Exercise details: A line below contains "an array index.", and a later one contains "keyed by ids". Repeat both, with every line between them, exactly.

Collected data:
---

use serde::{Deserialize, Serialize};
use serde_json::Value;
use std::{
    cmp::Ordering,
    convert::Infallible,
    fmt::Display,
    hash::{Hash, Hasher},
    str::FromStr,
};

/// One step into a state tree: an object key or an array index.
///
/// A key in canonical decimal form (`"7"`, not `"07"`) names the same step
/// as the index it spells, so `Key("7") == Index(7)`. Objects keyed by ids
/// are addressed the same way whether the path was parsed, built with
/// [`path!`](crate::path!) or recorded from a delta.
#[derive(Clone, Debug, Serialize, Deserialize)]
#[serde(untagged)]
pub enum Segment {
    Index(usize),
    Key(String),
}

impl Segment {
    /// Parse one textual segment: canonical decimals become indices.
    pub fn parse(part: &str) -> Segment {
        match canonical_index(part) {
            Some(i) => Segment::Index(i),
            None => Segment::Key(part.to_owned()),
        }
    }

    /// The index this segment spells, if any.
    pub fn as_index(&self) -> Option<usize> {
        match self {
            Segment::Index(i) => Some(*i),
            Segment::Key(k) => canonical_index(k),
        }
    }
}

fn canonical_index(part: &str) -> Option<usize> {
    let digits = !part.is_empty() && part.bytes().all(|b| b.is_ascii_digit());
    if !digits || (part.len() > 1 && part.starts_with('0')) {
        return None;
    }
    part.parse().ok()
}

impl PartialEq for Segment {
    fn eq(&self, other: &Self) -> bool {
        self.cmp(other) == Ordering::Equal
    }
}

impl Eq for Segment {}

impl PartialOrd for Segment {
    fn partial_cmp(&self, other: &Self) -> Option<Ordering> {
        Some(self.cmp(other))
    }
}

// Indices sort before keys.
impl Ord for Segment {
    fn cmp(&self, other: &Self) -> Ordering {
        match (self.as_index(), other.as_index()) {
            (Some(a), Some(b)) => a.cmp(&b),
            (Some(_), None) => Ordering::Less,
            (None, Some(_)) => Ordering::Greater,
            (None, None) => self.to_string().cmp(&other.to_string()),
        }
    }
}

impl Hash for Segment {
    fn hash<H: Hasher>(&self, state: &mut H) {
        match self.as_index() {
            Some(i) => {
                0u8.hash(state);
                i.hash(state);
            }
            None => {
                1u8.hash(state);
                self.to_string().hash(state);
            }
        }
    }
}

impl From<usize> for Segment {
    fn from(index: usize) -> Self {
        Segment::Index(index)
    }
}

// Integer literals default to i32, so `path!("tasks", 0)` lands here.
impl From<i32> for Segment {
    fn from(index: i32) -> Self {
        usize::try_from(index)
            .map(Segment::Index)
            .unwrap_or_else(|_| Segment::Key(index.to_string()))
    }
}

impl From<&str> for Segment {
    fn from(key: &str) -> Self {
        Segment::Key(key.to_owned())
    }
}

impl From<String> for Segment {
    fn from(key: String) -> Self {
        Segment::Key(key)
    }
}

impl Display for Segment {
    fn fmt(&self, f: &mut std::fmt::Formatter<'_>) -> std::fmt::Result {
        match self {
            Segment::Index(i) => write!(f, "{}", i),
            Segment::Key(k) => write!(f, "{}", k),
        }
    }
}

/// An ordered sequence of keys and indices, starting at the root of a state
/// tree. The empty path is the root itself.
///
/// The textual form joins segments with `.`, e.g. `tasks.0.summary`. When
/// parsing, canonical decimal segments become indices.
#[derive(Clone, Debug, Default, PartialEq, Eq, PartialOrd, Ord, Hash, Serialize, Deserialize)]
#[serde(transparent)]
pub struct Path(Vec<Segment>);

impl Path {
    pub fn root() -> Self {
        Path(Vec::new())
    }

    pub fn segments(&self) -> &[Segment] {
        &self.0
    }

    pub fn len(&self) -> usize {
        self.0.len()
    }

    pub fn is_root(&self) -> bool {
        self.0.is_empty()
    }

    pub fn child(&self, segment: impl Into<Segment>) -> Path {
        let mut segments = self.0.clone();
        segments.push(segment.into());
        Path(segments)
    }

    pub fn push(&mut self, segment: impl Into<Segment>) {
        self.0.push(segment.into());
    }

    pub fn parent(&self) -> Option<Path> {
        match self.0.split_last() {
            Some((_, init)) => Some(Path(init.to_vec())),
            None => None,
        }
    }

    pub fn last(&self) -> Option<&Segment> {
        self.0.last()
    }

    pub fn starts_with(&self, prefix: &Path) -> bool {
        self.0.starts_with(&prefix.0)
    }

    /// `self` is a strict prefix of `other`.
    pub fn is_ancestor_of(&self, other: &Path) -> bool {
        other.0.len() > self.0.len() && other.starts_with(self)
    }

    /// Equal, ancestor or descendant.
    pub fn is_related(&self, other: &Path) -> bool {
        self.starts_with(other) || other.starts_with(self)
    }

    /// The strict ancestors of this path, outermost first. The root is not
    /// included.
    pub fn ancestors(&self) -> impl Iterator<Item = Path> + '_ {
        (1..self.0.len()).map(move |n| Path(self.0[..n].to_vec()))
    }

    pub fn get<'v>(&self, value: &'v Value) -> Option<&'v Value> {
        self.0.iter().try_fold(value, |v, s| step(v, s))
    }

    pub fn get_mut<'v>(&self, value: &'v mut Value) -> Option<&'v mut Value> {
        self.0.iter().try_fold(value, |v, s| step_mut(v, s))
    }

    /// RFC 6901 JSON pointer for this path.
    pub fn to_pointer(&self) -> String {
        self.0
            .iter()
            .map(|s| format!("/{}", s.to_string().replace('~', "~0").replace('/', "~1")))
            .collect()
    }
}

fn step<'v>(value: &'v Value, segment: &Segment) -> Option<&'v Value> {
    match (value, segment) {
        (Value::Array(items), Segment::Index(i)) => items.get(*i),
        (Value::Array(items), Segment::Key(k)) => k.parse::<usize>().ok().and_then(|i| items.get(i)),
        (Value::Object(fields), Segment::Key(k)) => fields.get(k),
        (Value::Object(fields), Segment::Index(i)) => fields.get(&i.to_string()),
        _ => None,
    }
}

fn step_mut<'v>(value: &'v mut Value, segment: &Segment) -> Option<&'v mut Value> {
    match (value, segment) {
        (Value::Array(items), Segment::Index(i)) => items.get_mut(*i),
        (Value::Array(items), Segment::Key(k)) => {
            k.parse::<usize>().ok().and_then(move |i| items.get_mut(i))
        }
        (Value::Object(fields), Segment::Key(k)) => fields.get_mut(k),
        (Value::Object(fields), Segment::Index(i)) => fields.get_mut(&i.to_string()),
        _ => None,
    }
}

impl Display for Path {
    fn fmt(&self, f: &mut std::fmt::Formatter<'_>) -> std::fmt::Result {
        let s: Vec<String> = self.0.iter().map(|s| s.to_string()).collect();
        write!(f, "{}", s.join("."))
    }
}

impl FromStr for Path {
    type Err = Infallible;

    fn from_str(s: &str) -> Result<Self, Self::Err> {
        if s.is_empty() {
            return Ok(Path::root());
        }
        Ok(s.split('.').map(Segment::parse).collect())
    }
}

impl From<&str> for Path {
    fn from(s: &str) -> Self {
        match s.parse() {
            Ok(p) => p,
            Err(e) => match e {},
        }
    }
}

impl FromIterator<Segment> for Path {
    fn from_iter<I: IntoIterator<Item = Segment>>(iter: I) -> Self {
        Path(iter.into_iter().collect())
    }
}

/// Build a [`Path`] from keys and indices: `path!("tasks", 0, "summary")`.
#[macro_export]
macro_rules! path {
    () => {
        $crate::path::Path::root()
    };
    ($($segment:expr),+ $(,)?) => {
        <$crate::path::Path as ::core::iter::FromIterator<$crate::path::Segment>>::from_iter([
            $($crate::path::Segment::from($segment)),+
        ])
    };
}

#[cfg(test)]
mod tests {
    use super::*;
    use serde_json::json;

    #[test]
    fn test_parse_and_display() {
        let p: Path = "tasks.0.summary".parse().unwrap();
        assert_eq!(p, path!("tasks", 0, "summary"));
        assert_eq!(p.to_string(), "tasks.0.summary");
        assert_eq!(Path::from(""), Path::root());
    }

    #[test]
    fn test_relations() {
        let tasks = path!("tasks");
        let first = path!("tasks", 0);
        let other = path!("task");
        assert!(tasks.is_ancestor_of(&first));
        assert!(!first.is_ancestor_of(&tasks));
        assert!(!tasks.is_ancestor_of(&tasks));
        assert!(tasks.is_related(&first));
        assert!(first.is_related(&tasks));
        assert!(!other.is_related(&tasks));
        assert_eq!(first.parent(), Some(tasks));
    }

    #[test]
    fn test_ancestors_exclude_root_and_self() {
        let p = path!("a", "b", 2);
        let ancestors: Vec<Path> = p.ancestors().collect();
        assert_eq!(ancestors, vec![path!("a"), path!("a", "b")]);
        assert_eq!(Path::root().ancestors().count(), 0);
    }

    #[test]
    fn test_get() {
        let v = json!({"tasks": [{"summary": "a"}, {"summary": "b"}], "7": true});
        assert_eq!(path!("tasks", 1, "summary").get(&v), Some(&json!("b")));
        assert_eq!(path!("tasks", 2).get(&v), None);
        assert_eq!(path!(7).get(&v), Some(&json!(true)));
        assert_eq!(Path::root().get(&v), Some(&v));
    }

    #[test]
    fn test_get_mut() {
        let mut v = json!({"tasks": [1, 2]});
        *path!("tasks", 0).get_mut(&mut v).unwrap() = json!(5);
        assert_eq!(v, json!({"tasks": [5, 2]}));
    }

    #[test]
    fn test_numeric_keys_match_indices() {
        let parsed: Path = "byId.7".parse().unwrap();
        let recorded = path!("byId").child("7");
        assert_eq!(parsed, recorded);
        assert_eq!(path!("byId", 7), recorded);
        assert!(recorded.starts_with(&parsed));

        let mut seen = std::collections::HashSet::new();
        seen.insert(recorded);
        assert!(seen.contains(&parsed));

        // Not canonical, so these stay keys.
        assert_eq!(Segment::parse("07"), Segment::Key("07".to_owned()));
        assert_ne!(Segment::parse("07"), Segment::Index(7));
        assert_ne!(Segment::parse("+7"), Segment::Index(7));
        assert_eq!(Segment::parse("x"), Segment::Key("x".to_owned()));
    }

    #[test]
    fn test_pointer_escaping() {
        assert_eq!(path!("a/b", "c~d", 3).to_pointer(), "/a~1b/c~0d/3");
        assert_eq!(Path::root().to_pointer(), "");
    }
}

---

Answer area:
/// One step into a state tree: an object key or an array index.
///
/// A key in canonical decimal form (`"7"`, not `"07"`) names the same step
/// as the index it spells, so `Key("7") == Index(7)`. Objects keyed by ids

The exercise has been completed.